And then I had an epiphany about boundaries.

The reason so many of our kids got hurt is because there were NO boundaries in their first families.  There were no boundaries among parents, regarding parental behavior, or between parents and children.  Our kids never learned the concept of boundaries.  Far too often, they were not viewed as children who need love and care, but as an inconvenience, nuisance, or an extra mouth to feed.  They became the punching bags, targets, and door mats that their first parents used to hide, express, or manage their own very big problems. 

When they came to us, they came with absolutely no concept of what healthy boundaries and discipline are.  Therefore, they also came with no concept that boundaries are there to keep them safe, not oppress them. Nor do they comprehend that the lack of boundaries is WHY they got hurt.

I wonder now if that lack of boundaries if that's not part of the fantasy and connection some of our kids have with their first families, though?  I wonder if because they don't understand boundaries and don't like the parental boundaries we impose, they long to go back to a place where there are no boundaries and they don't have to rely on or trust anyone else to keep them safe. And yet, at the same time, they also lack the logic and reasoning skills to know that the reasons they got hurt…and will get hurt again…is because of the lack of boundaries.

I get accused all the time of being too strict and not giving my kids enough freedom.  I've known many of the reasons for this all along.  I do believe, however, that my little epiphany has just given me even better words. 

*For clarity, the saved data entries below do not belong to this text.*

//! claude-status: install and manage a Claude Code status line on macOS.

pub mod app;
pub mod domain;
pub mod ports;
pub mod services;

#[cfg(test)]
pub(crate) mod testing;

pub use app::api::{
    CheckResult, ConfigureOptions, ConfigureOutcome, InstallOptions, InstallOutcome,
    InstallReport, SelfTest, UninstallOptions, UninstallOutcome, UninstallReport, VerifyOptions,
    VerifyOutcome, configure, configure_at, generate_script, install, install_at, uninstall,
    uninstall_at, verify, verify_at,
};
pub use domain::{AppError, ColorScheme, StatusColors, StatuslineConfig, StatuslinePaths};
//! Uninstall workflow.

use std::path::PathBuf;

use tracing::{info, warn};

use crate::app::AppContext;
use crate::domain::AppError;
use crate::domain::settings::remove_status_line;
use crate::ports::{CommandRunnerPort, PrompterPort, ReporterPort};
use crate::services::settings_store::{self, ReadOutcome};

#[derive(Debug, Clone, Copy, Default)]
pub struct UninstallOptions {
    /// Leave settings backups in place without asking.
    pub keep_backup: bool,
}

#[derive(Debug, Clone, PartialEq, Eq)]
pub enum UninstallOutcome {
    Cancelled,
    Completed(UninstallReport),
}

#[derive(Debug, Clone, Default, PartialEq, Eq)]
pub struct UninstallReport {
    /// Script, config, settings entry and deleted backups.
    pub removed: usize,
    /// Backups still on disk after the run, newest first.
    pub preserved_backups: Vec<PathBuf>,
    pub restored_from: Option<PathBuf>,
}

pub fn execute<C, P, R>(
    ctx: &AppContext<C, P, R>,
    options: UninstallOptions,
) -> Result<UninstallOutcome, AppError>
where
    C: CommandRunnerPort,
    P: PrompterPort,
    R: ReporterPort,
{
    let paths = ctx.paths();
    let prompter = ctx.prompter();
    let reporter = ctx.reporter();

    let confirmed = prompter.confirm(
        "Are you sure you want to uninstall the Claude Code status line?",
        false,
    )?;
    if confirmed != Some(true) {
        reporter.info("Uninstallation cancelled");
        return Ok(UninstallOutcome::Cancelled);
    }

    let mut report = UninstallReport::default();

    reporter.step("Removing status line script...");
    if settings_store::remove_if_exists(&paths.script)? {
        reporter.success("Status line script removed");
        report.removed += 1;
    }

    reporter.step("Removing configuration...");
    if settings_store::remove_if_exists(&paths.config)? {
        reporter.success("Configuration removed");
        report.removed += 1;
    }

    reporter.step("Updating Claude Code settings...");
    match settings_store::read_json(&paths.settings) {
        ReadOutcome::Found(mut document) => {
            if remove_status_line(&mut document) {
                settings_store::write_json(&paths.settings, &document)?;
                reporter.success("Status line removed from settings");
                report.removed += 1;
            }
        }
        ReadOutcome::Absent => {}
        ReadOutcome::Corrupt(reason) => {
            warn!(%reason, "leaving unreadable settings untouched");
            reporter.warn("Settings file could not be parsed; left unchanged");
        }
    }

    let backups = settings_store::list_backups(&paths.settings)?;
    if !options.keep_backup {
        let remove = prompter.confirm("Remove backup files as well?", false)? == Some(true);
        if remove {
            report.removed += remove_backups(ctx, &backups)?;
        } else if !backups.is_empty() {
            reporter.info(&format!("{} backup files preserved:", backups.len()));
            for backup in &backups {
                reporter.detail(&paths.display(backup));
            }
        }
    }

    report.preserved_backups = settings_store::list_backups(&paths.settings)?;
    report.restored_from = offer_restore(ctx, &report.preserved_backups)?;

    info!(removed = report.removed, "uninstall finished");
    Ok(UninstallOutcome::Completed(report))
}

fn remove_backups<C, P, R>(ctx: &AppContext<C, P, R>, backups: &[PathBuf]) -> Result<usize, AppError>
where
    C: CommandRunnerPort,
    P: PrompterPort,
    R: ReporterPort,
{
    let reporter = ctx.reporter();
    reporter.step("Finding backup files...");
    if backups.is_empty() {
        reporter.info("No backup files found");
        return Ok(0);
    }

    reporter.step(&format!("Removing {} backup files...", backups.len()));
    let mut removed = 0;
    for backup in backups {
        if settings_store::remove_if_exists(backup)? {
            removed += 1;
        }
    }
    reporter.success(&format!("{} backup files removed", removed));
    Ok(removed)
}

fn offer_restore<C, P, R>(
    ctx: &AppContext<C, P, R>,
    backups: &[PathBuf],
) -> Result<Option<PathBuf>, AppError>
where
    C: CommandRunnerPort,
    P: PrompterPort,
    R: ReporterPort,
{
    if backups.is_empty() {
        return Ok(None);
    }

    let prompter = ctx.prompter();
    if prompter.confirm("Restore from a backup file?", false)? != Some(true) {
        return Ok(None);
    }

    let paths = ctx.paths();
    let choices: Vec<String> = backups.iter().map(|backup| paths.display(backup)).collect();
    let Some(index) = prompter.select("Choose backup to restore:", &choices, 0)? else {
        return Ok(None);
    };
    let Some(backup) = backups.get(index) else {
        return Ok(None);
    };

    settings_store::restore_backup(backup, &paths.settings)?;
    ctx.reporter().success("Settings restored from backup");
    Ok(Some(backup.clone()))
}
use crate::app::api::{self, ConfigureOptions, ConfigureOutcome};
use crate::domain::AppError;

pub fn run_config(reset: bool) -> Result<(), AppError> {
    if !reset {
        println!();
        println!("⚙️  Claude Code Status Line Configuration");
        println!();
    }

    if let ConfigureOutcome::Saved { applied: true, .. } =
        api::configure(ConfigureOptions { reset })?
    {
        println!();
        println!("Restart Claude Code to see the updated status line.");
    }
    Ok(())
}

It’s not about strictness.  It’s about safety in all areas (physical, emotional, and sexual) TEACHING my children about the personal and interpersonal relationship concepts they didn’t have the opportunity to learn through normal developmental means.  In order to be able to function in society, they need to learn how to conceptualize and practice boundaries at home.  Once they learn that adhering to, living within, and setting boundaries on their own is what keeps them safe and functional, they will have more and more freedom to explore the world.  Until then, we will continue to enforce and teach the concept of boundaries regardless of whether anyone else likes it or not.

2 comments :

Jen Alexander said...

You nailed it!

christieminich said...

It is interesting you mention no boundaries in first homes. That was the exact scenario for our youngest daughter. She and her sister are now reunited, and when we visited at Christmas time, they were both romanticizing their lives in Russia. They DID have good times, fishing and drying fish, gardening, and more. But no parents were involved. Both parents were abusive alcoholics....yet the carefree life of doing whatever you wanted was evident.
It is true that learning to be in a family setting is very difficult for the "street child".
They have to learn to trust and give up that total freedom for something better. They may not know it is better... and that is the tricky part.
How do we teach them that having a stable, loving family is better than a freedom that comes with great cost?
:)
Slowly. Surely.... they will eventually get it.
We are proud of our sweetie. She has been home 3 years plus now, and is processing all of this as a 14 year old now, instead of an 11 year old.
Good post Diana!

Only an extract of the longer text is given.